Cameron Nordli-Kelemeti
- Born: Cameron Nordli-Kelemeti 20 September 1999 (age 26) Vatu, Fiji
- Height: 1.77 m (5 ft 10 in)
- Weight: 84 kg (13 st 3 lb)
- School: Terrington Hall Prep School Durham School

Rugby union career
- Position: Scrum half
- Current team: Doncaster Knights

Senior career
- Years: Team / Apps / (Points)
- 2018–2024: Newcastle Falcons / 33 / (5)
- 2021: → Jersey Reds (loan) / 3 / (0)
- 2024-2026: New England Free Jacks / 29 / (30)
- 2026–: Doncaster Knights
- Correct as of 11 February 2026

= Cameron Nordli-Kelemeti =

Fijian rugby union player (born 1999)

Cameron Nordli-Kelemeti (born 20 September 1999) is a Fijian rugby union player. His primary position is scrum half.

He has previously played for Newcastle Falcons and Jersey Reds. He would sign for the New England Free Jacks in 2024, being part of two championship teams in 2024 and 2025.

== Early life ==
Nordli-Kelemeti was born in Fiji, he was raised by his grandmother after his mother died when he was six years-old. Initially educated at LDS Primary school in Suva, at 11 he moved to Terrington Hall Prep School in North Yorkshire, England, on a scholarship. He then attended Durham School and after playing for Newcastle Falcons' under 18s he signed a full time contract with Newcastle in February 2018.

==Career==
In November 2018 he made his first team debut for Newcastle as a substitute in a Premiership Rugby Cup win away to Harlequins. In February 2021, he joined Jersey Reds on loan in the RFU Championship, playing three times. His league debut for Newcastle came in 2021, as a replacement again against Harlequins.

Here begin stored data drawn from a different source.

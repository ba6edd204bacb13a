//! Fact lookup error types

use thiserror::Error;

/// Fact lookup error with classification
///
/// The classification only feeds diagnostics; the display collapses every
/// kind to the same failure value.
#[derive(Debug, Clone, Error)]
#[error("{message}")]
pub struct FactError {
    pub kind: FactErrorKind,
    pub message: String,
}

impl FactError {
    pub fn new(kind: FactErrorKind, message: impl Into<String>) -> Self {
        Self {
            kind,
            message: message.into(),
        }
    }

    pub fn transport(message: impl Into<String>) -> Self {
        Self::new(FactErrorKind::Transport, message)
    }

    pub fn auth(message: impl Into<String>) -> Self {
        Self::new(FactErrorKind::Auth, message)
    }

    pub fn rate_limit(message: impl Into<String>) -> Self {
        Self::new(FactErrorKind::RateLimit, message)
    }

    pub fn server(message: impl Into<String>) -> Self {
        Self::new(FactErrorKind::Server, message)
    }

    pub fn decode(message: impl Into<String>) -> Self {
        Self::new(FactErrorKind::Decode, message)
    }

    pub fn unknown(message: impl Into<String>) -> Self {
        Self::new(FactErrorKind::Unknown, message)
    }

    /// Classify a non-success HTTP status
    pub fn from_status(status: u16, body: &str) -> Self {
        match status {
            401 | 403 => Self::auth(format!("Authentication failed: {body}")),
            429 => Self::rate_limit(format!("Rate limited: {body}")),
            500..=599 => Self::server(format!("Server error: {body}")),
            _ => Self::unknown(format!("HTTP {status}: {body}")),
        }
    }
}

/// Error classification
#[derive(Debug, Clone, Copy, PartialEq, Eq)]
pub enum FactErrorKind {
    /// Network, DNS or TLS failure
    Transport,
    /// Missing or rejected API key (401, 403)
    Auth,
    /// Quota exhausted (429)
    RateLimit,
    /// Provider failure (5xx)
    Server,
    /// Body could not be read as text
    Decode,
    Unknown,
}
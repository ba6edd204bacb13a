//! Date selection model
//!
//! Holds the raw (month, day) values the user has entered and decides
//! whether they form a pair worth fetching a fact for.

use serde::Serialize;
use std::fmt;

/// A calendar month as offered by the picker
#[derive(Debug, Clone, Copy, PartialEq, Eq)]
pub struct MonthDef {
    pub number: u32,
    pub name: &'static str,
    pub days: u32,
}

/// No year is ever selected, so February is fixed at 28 days.
pub const MONTHS: [MonthDef; 12] = [
    MonthDef { number: 1, name: "January", days: 31 },
    MonthDef { number: 2, name: "February", days: 28 },
    MonthDef { number: 3, name: "March", days: 31 },
    MonthDef { number: 4, name: "April", days: 30 },
    MonthDef { number: 5, name: "May", days: 31 },
    MonthDef { number: 6, name: "June", days: 30 },
    MonthDef { number: 7, name: "July", days: 31 },
    MonthDef { number: 8, name: "August", days: 31 },
    MonthDef { number: 9, name: "September", days: 30 },
    MonthDef { number: 10, name: "October", days: 31 },
    MonthDef { number: 11, name: "November", days: 30 },
    MonthDef { number: 12, name: "December", days: 31 },
];

fn month_def(month: u32) -> Option<&'static MonthDef> {
    MONTHS.iter().find(|m| m.number == month)
}

/// Number of days in `month`, or `None` outside 1-12
pub fn days_in_month(month: u32) -> Option<u32> {
    month_def(month).map(|m| m.days)
}

/// English name of `month`, or `None` outside 1-12
pub fn month_name(month: u32) -> Option<&'static str> {
    month_def(month).map(|m| m.name)
}

/// Strip everything that is not an ASCII digit (`"3a4"` -> `"34"`)
pub fn digits_only(raw: &str) -> String {
    raw.chars().filter(char::is_ascii_digit).collect()
}

/// A value handed to one of the setters
///
/// `Number` comes from the dropdown picker, `Text` from a free-text field
/// and is digit-filtered before it is interpreted.
#[derive(Debug, Clone, PartialEq, Eq)]
pub enum FieldInput {
    Number(u32),
    Text(String),
}

impl FieldInput {
    /// Interpreted numeric value; `None` when the text holds no digits
    pub fn value(&self) -> Option<u32> {
        match self {
            FieldInput::Number(n) => Some(*n),
            FieldInput::Text(raw) => {
                let digits = digits_only(raw);
                if digits.is_empty() {
                    return None;
                }
                // A run of digits too long for u32 is still "a number", just
                // never a valid one.
                Some(digits.parse().unwrap_or(u32::MAX))
            }
        }
    }
}

impl From<u32> for FieldInput {
    fn from(n: u32) -> Self {
        FieldInput::Number(n)
    }
}

impl From<&str> for FieldInput {
    fn from(raw: &str) -> Self {
        FieldInput::Text(raw.to_string())
    }
}

impl From<String> for FieldInput {
    fn from(raw: String) -> Self {
        FieldInput::Text(raw)
    }
}

/// A validated (month, day) pair
#[derive(Debug, Clone, Copy, PartialEq, Eq, Hash, Serialize)]
pub struct DatePair {
    pub month: u32,
    pub day: u32,
}

impl DatePair {
    /// Build a pair only if both values are within their domains
    pub fn new(month: u32, day: u32) -> Option<Self> {
        let days = days_in_month(month)?;
        (1..=days).contains(&day).then_some(Self { month, day })
    }
}

impl fmt::Display for DatePair {
    fn fmt(&self, f: &mut fmt::Formatter<'_>) -> fmt::Result {
        write!(f, "{}/{}", self.month, self.day)
    }
}

/// The user's current, possibly incomplete, choice
///
/// Values are stored as entered so free-text fields can hold out-of-range
/// numbers; only [`Selection::valid_pair`] decides whether they are usable.
#[derive(Debug, Clone, Default, PartialEq, Eq, Serialize)]
pub struct Selection {
    pub month: Option<u32>,
    pub day: Option<u32>,
}

impl Selection {
    /// Replace the month; any previously chosen day is dropped
    pub fn set_month(&mut self, month: Option<u32>) {
        self.month = month;
        self.day = None;
    }

    pub fn set_day(&mut self, day: Option<u32>) {
        self.day = day;
    }

    pub fn has_month(&self) -> bool {
        self.month.is_some()
    }

    /// Days the picker should offer for the current month (empty if none)
    pub fn day_choices(&self) -> std::ops::RangeInclusive<u32> {
        let days = self.month.and_then(days_in_month).unwrap_or(0);
        1..=days
    }

    pub fn valid_pair(&self) -> Option<DatePair> {
        DatePair::new(self.month?, self.day?)
    }
}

In October 2023, he was signed by New England Free Jacks. He made 14 appearances during the 2024 season. The following year he would be a bigger role in the lineup appearing in 15 games and scoring 25 points winning a second straight MLR championship.

On 4 December 2025, Nordli-Kelemeti returns to England to sign a short-term contract with Doncaster Knights in the Champ Rugby for the rest of the 2025–26 season.